= What to work on =
Copy exactly, please, each line of the data below until the line that contains "use tower::ServiceExt as" has been copied, beginning at the top.

########

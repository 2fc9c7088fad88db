// tests/api_http.rs
//
// HTTP-level tests for the public API Router without opening sockets.
// We exercise the router directly via tower::ServiceExt::oneshot.

use std::sync::Arc;

use axum::{
    body::{self, Body},
    http::{Request, StatusCode},
    Router,
};
use serde_json::{json, Value};
use tower::ServiceExt as _; // for `oneshot`

use webs_analyzer::analysis::prompts;
use webs_analyzer::config::PipelineConfig;
use webs_analyzer::fetch::providers::FixtureFetcher;
use webs_analyzer::llm::{ChatMessage, DisabledClient, LlmSet, ScriptedClient};
use webs_analyzer::{create_router, AppState, Workflow};

const BODY_LIMIT: usize = 1024 * 1024;

fn scripted() -> ScriptedClient {
    ScriptedClient::new(|m: &[ChatMessage]| {
        let reply = if m[0].content == prompts::QUICK_METADATA_SYSTEM {
            json!({ "title": "Batch", "emoji": "📰", "suggestedTopics": ["news"] })
        } else if m[0].content == prompts::URL_ANALYSIS_SYSTEM {
            json!({
                "topics": ["news"], "sentiment": "neutral", "summary": "A page.",
                "insights": [], "entities": [], "readingTime": 1, "confidence": 0.6
            })
        } else {
            json!({ "fullDescription": "One page about news." })
        };
        Ok(reply.to_string())
    })
}

fn router_with(llms: LlmSet) -> Router {
    let fetcher = FixtureFetcher::new()
        .with_page("https://news.test/a", "# Headline\nBody")
        .with_status("https://news.test/missing", 404, "Not Found");
    let wf = Workflow::new(Arc::new(fetcher), llms, PipelineConfig::default());
    create_router(AppState::new(wf))
}

fn test_router() -> Router {
    router_with(LlmSet::single(Arc::new(scripted())))
}

async fn json_body(resp: axum::response::Response) -> Value {
    let bytes = body::to_bytes(resp.into_body(), BODY_LIMIT)
        .await
        .expect("read body");
    serde_json::from_slice(&bytes).expect("json body")
}

fn post_analyze(payload: &str) -> Request<Body> {
    Request::builder()
        .method("POST")
        .uri("/analyze")
        .header("content-type", "application/json")
        .body(Body::from(payload.to_string()))
        .expect("build POST /analyze")
}

#[tokio::test]
async fn health_returns_ok() {
    let resp = test_router()
        .oneshot(Request::get("/health").body(Body::empty()).unwrap())
        .await
        .unwrap();
    assert_eq!(resp.status(), StatusCode::OK);
    let bytes = body::to_bytes(resp.into_body(), BODY_LIMIT).await.unwrap();
    assert_eq!(&bytes[..], b"OK");
}

#[tokio::test]
async fn analyze_returns_camel_case_combined_result() {
    let payload = json!({
        "urls": ["https://news.test/a", "https://news.test/missing"],
        "prompt": "headlines",
        "webId": "web-1"
    });
    let resp = test_router()
        .oneshot(post_analyze(&payload.to_string()))
        .await
        .unwrap();
    assert_eq!(resp.status(), StatusCode::OK);

    let v = json_body(resp).await;
    assert_eq!(v["fullDescription"], "One page about news.");
    assert_eq!(v["title"], "Batch");
    assert_eq!(v["urlAnalyses"].as_array().unwrap().len(), 1);
    assert_eq!(v["urlAnalyses"][0]["url"], "https://news.test/a");
    assert_eq!(v["metadata"]["urlCount"], 2);
    assert_eq!(v["metadata"]["failedUrls"][0]["stage"], "fetch");
    assert_eq!(v["sentiment"], "neutral");
}

#[tokio::test]
async fn malformed_body_and_bad_urls_are_400() {
    let app = test_router();

    let resp = app.clone().oneshot(post_analyze("{not json")).await.unwrap();
    assert_eq!(resp.status(), StatusCode::BAD_REQUEST);
    assert_eq!(json_body(resp).await["kind"], "invalid_request");

    let resp = app
        .oneshot(post_analyze(r#"{"urls":["nope"]}"#))
        .await
        .unwrap();
    assert_eq!(resp.status(), StatusCode::BAD_REQUEST);
}

#[tokio::test]
async fn pipeline_failures_are_502() {
    let resp = test_router()
        .oneshot(post_analyze(r#"{"urls":["https://news.test/missing"]}"#))
        .await
        .unwrap();
    assert_eq!(resp.status(), StatusCode::BAD_GATEWAY);
    let v = json_body(resp).await;
    assert_eq!(v["error"], "All URL fetches failed");
    assert_eq!(v["kind"], "all_fetches_failed");

    let disabled = router_with(LlmSet::single(Arc::new(DisabledClient)));
    let resp = disabled
        .oneshot(post_analyze(r#"{"urls":["https://news.test/a"]}"#))
        .await
        .unwrap();
    assert_eq!(resp.status(), StatusCode::BAD_GATEWAY);
    assert_eq!(json_body(resp).await["kind"], "quick_metadata_failed");
}

#[tokio::test]
async fn debug_runs_lists_recent_runs() {
    let app = test_router();
    let _ = app
        .clone()
        .oneshot(post_analyze(r#"{"urls":["https://news.test/a"],"webId":"w-9"}"#))
        .await
        .unwrap();
    let _ = app
        .clone()
        .oneshot(post_analyze(r#"{"urls":["https://news.test/missing"]}"#))
        .await
        .unwrap();

    let resp = app
        .oneshot(Request::get("/debug/runs?limit=5").body(Body::empty()).unwrap())
        .await
        .unwrap();
    assert_eq!(resp.status(), StatusCode::OK);
    let v = json_body(resp).await;
    let runs = v.as_array().unwrap();
    assert_eq!(runs.len(), 2);
    assert_eq!(runs[0]["web_id"], "w-9");
    assert_eq!(runs[0]["outcome"], "ok");
    assert_eq!(runs[1]["outcome"], "all_fetches_failed");
    assert_eq!(runs[1]["failed_step"], "fetch");
}
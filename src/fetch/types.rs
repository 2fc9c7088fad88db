// src/fetch/types.rs
use serde::{Deserialize, Serialize};

use crate::error::FetchError;

#[derive(Debug, Clone, PartialEq, Eq, Serialize, Deserialize)]
#[serde(rename_all = "camelCase")]
pub struct FetchMetadata {
    /// Length of `content` in characters.
    pub content_length: usize,
    pub processing_time_ms: u64,
}

/// Outcome of fetching one URL. Never mutated after creation.
#[derive(Debug, Clone, PartialEq, Eq, Serialize, Deserialize)]
#[serde(rename_all = "camelCase")]
pub struct FetchResult {
    pub url: String,
    pub success: bool,
    /// Empty when `success == false`.
    pub content: String,
    pub title: Option<String>,
    pub description: Option<String>,
    pub error: Option<String>,
    pub metadata: FetchMetadata,
}

impl FetchResult {
    pub fn succeeded(url: impl Into<String>, content: String, processing_time_ms: u64) -> Self {
        let title = super::extract::extract_title(&content);
        let description = super::extract::extract_description(&content);
        Self {
            url: url.into(),
            success: true,
            metadata: FetchMetadata {
                content_length: content.chars().count(),
                processing_time_ms,
            },
            content,
            title,
            description,
            error: None,
        }
    }

    pub fn failed(url: impl Into<String>, error: impl Into<String>, processing_time_ms: u64) -> Self {
        Self {
            url: url.into(),
            success: false,
            content: String::new(),
            title: None,
            description: None,
            error: Some(error.into()),
            metadata: FetchMetadata {
                content_length: 0,
                processing_time_ms,
            },
        }
    }
}

/// Source of page text for a URL. One attempt per call; no retries, no cache.
#[async_trait::async_trait]
pub trait ContentFetcher: Send + Sync {
    async fn fetch_text(&self, url: &str) -> Result<String, FetchError>;
    fn name(&self) -> &'static str;
}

########

= Result of this exercise =
repository 2fc9c7088fad88db
// tests/api_http.rs
//
// HTTP-level tests for the public API Router without opening sockets.
// We exercise the router directly via tower::ServiceExt::oneshot.

use std::sync::Arc;

use axum::{
    body::{self, Body},
    http::{Request, StatusCode},
    Router,
};
use serde_json::{json, Value};
use tower::ServiceExt as _; // for `oneshot`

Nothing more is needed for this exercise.